Vuelvo a deformarlo todo, a conseguir esa pasta blanca, para dar otra vez forma a la habitación. Sigo retorciendo, dándome cuenta de que es muy fácil recomponer todo, con solo pensarlo un poco la habitación se vuelve metálica, azul celeste, fría. Asombrado, deslumbrantes coches aparecen volando entre los rascacielos de la ventana.

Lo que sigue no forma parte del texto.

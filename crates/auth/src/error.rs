use thiserror::Error;

/// Errors that can occur during credential loading or request signing.
#[derive(Debug, Error)]
pub enum AuthError {
    /// A required environment variable is missing.
    #[error("Missing environment variable: {0}")]
    MissingEnvVar(String),

    /// The signer was constructed with unusable configuration.
    #[error("Invalid signer configuration: {0}")]
    InvalidConfig(&'static str),

    /// A signing input was empty.
    #[error("Invalid signing input: {0}")]
    InvalidInput(&'static str),

    /// The host clock could not be read.
    #[error("System clock unavailable")]
    ClockUnavailable,
}
//! Generic REST client wrapper around reqwest.

use crate::error::RestError;
use reqwest::{Client, Response};
use serde::de::DeserializeOwned;
use serde::Serialize;
use std::time::Duration;

/// Default request timeout.
const DEFAULT_TIMEOUT: Duration = Duration::from_secs(5);

/// Generic REST client for making HTTP requests.
pub struct RestClient {
    client: Client,
    base_url: String,
}

impl RestClient {
    /// Create a new REST client with the given base URL.
    ///
    /// # Arguments
    /// * `base_url` - Base URL for all requests (e.g., "http://localhost:3009")
    /// * `timeout` - Request timeout duration
    ///
    /// # Errors
    /// Returns an error if the HTTP client cannot be built.
    pub fn new(base_url: &str, timeout: Duration) -> Result<Self, RestError> {
        let client = Client::builder()
            .timeout(timeout)
            .build()
            .map_err(|e| RestError::RequestBuild(e.to_string()))?;

        Ok(Self {
            client,
            base_url: base_url.trim_end_matches('/').to_string(),
        })
    }

    /// Create a new REST client with default timeout.
    pub fn with_default_timeout(base_url: &str) -> Result<Self, RestError> {
        Self::new(base_url, DEFAULT_TIMEOUT)
    }

    /// Get the base URL.
    pub fn base_url(&self) -> &str {
        &self.base_url
    }

    /// Make a GET request.
    ///
    /// # Arguments
    /// * `path` - Request path (e.g., "/internal/status")
    /// * `query` - Optional query string (without leading '?')
    /// * `headers` - Optional additional headers (e.g., signed auth headers)
    pub async fn get<T: DeserializeOwned>(
        &self,
        path: &str,
        query: Option<&str>,
        headers: Option<&[(String, String)]>,
    ) -> Result<T, RestError> {
        let url = self.build_url(path, query);
        tracing::debug!(url = %url, "GET request");

        let mut request = self.client.get(&url);

        if let Some(hdrs) = headers {
            for (key, value) in hdrs {
                request = request.header(key.as_str(), value.as_str());
            }
        }

        let response = request.send().await?;
        self.handle_response(response).await
    }

    /// Make a POST request with a JSON body.
    ///
    /// # Arguments
    /// * `path` - Request path
    /// * `body` - JSON-serialized request body
    /// * `headers` - Optional additional headers
    pub async fn post<T: DeserializeOwned, B: Serialize>(
        &self,
        path: &str,
        body: &B,
        headers: Option<&[(String, String)]>,
    ) -> Result<T, RestError> {
        let url = self.build_url(path, None);
        tracing::debug!(url = %url, "POST request");

        let mut request = self.client.post(&url).json(body);

        if let Some(hdrs) = headers {
            for (key, value) in hdrs {
                request = request.header(key.as_str(), value.as_str());
            }
        }

        let response = request.send().await?;
        self.handle_response(response).await
    }

    /// Build a full URL from path and optional query string.
    fn build_url(&self, path: &str, query: Option<&str>) -> String {
        match query {
            Some(q) if !q.is_empty() => format!("{}{}?{}", self.base_url, path, q),
            _ => format!("{}{}", self.base_url, path),
        }
    }

    /// Handle HTTP response and deserialize JSON body.
    async fn handle_response<T: DeserializeOwned>(
        &self,
        response: Response,
    ) -> Result<T, RestError> {
        let status = response.status();

        if status.is_success() {
            let body = response.text().await?;
            serde_json::from_str(&body).map_err(|e| {
                tracing::warn!(body = %body, error = %e, "Failed to parse response");
                RestError::Parse(e.to_string())
            })
        } else {
            let body = response.text().await.unwrap_or_default();

            // 401 means the verifier rejected the headers, often just a
            // signature signed under an expired rotation window
            if status.as_u16() == 401 {
                return Err(RestError::Unauthorized { message: body });
            }

            Err(RestError::HttpError {
                status: status.as_u16(),
                message: body,
            })
        }
    }
}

No sin miedo, me acerco a la ventana para intentar discernir el fondo de aquella honda ciudad, pero es imposible debido a un humo fantasmal que recubre los pisos inferiores. Vuelvo a transformar el cuarto. Sigo retorciendo; esta vez pienso en algo retro, como en los años veinte. O mejor, un mundo fantástico, con runas arcanas incrustadas en piedra caliza, que forman los marcos de la puerta por la que había entrado. Doy unos pasos atrás para observar mi obra. Un sonido impreciso pero atronador resuena a través de la cerrada puerta, acompañado de golpes acompasados, como si de una bestia se tratase... rápidamente, deshago toda la habitación.
Una vez en la nada, intento volver a pensar en todo lo ocurrido. Las posibilidades que da la habitación son inmensas. ¡Y ni siquiera había salido de la habitación! Pero, ¿ahora como vuelvo? Pienso en Antonio, en su casa, en el escritorio, en las tareas a medio hacer, en la cama deshecha... Modelando, consigo dar con la realidad adecuada. Me las apaño como puedo para cubrir todo lo que me rodea con esa masa primigenia de realidad, aunque el hueco queda en su sitio. Un segundo después de terminar, Antonio entra.
-¡Eh! No estarías tocando mi hilo, ¿no? Bueno, ya has tenido tu tiempo. Lástima que no veas esto nunca más –presume orgullosamente, aunque no tenía ni la menor idea de lo que había descubierto. Apenas lo sospecharía nunca. Él no tiene, ni de lejos, esa facultad humana que llamamos imaginación.
Esta versión del relato mejora la anterior.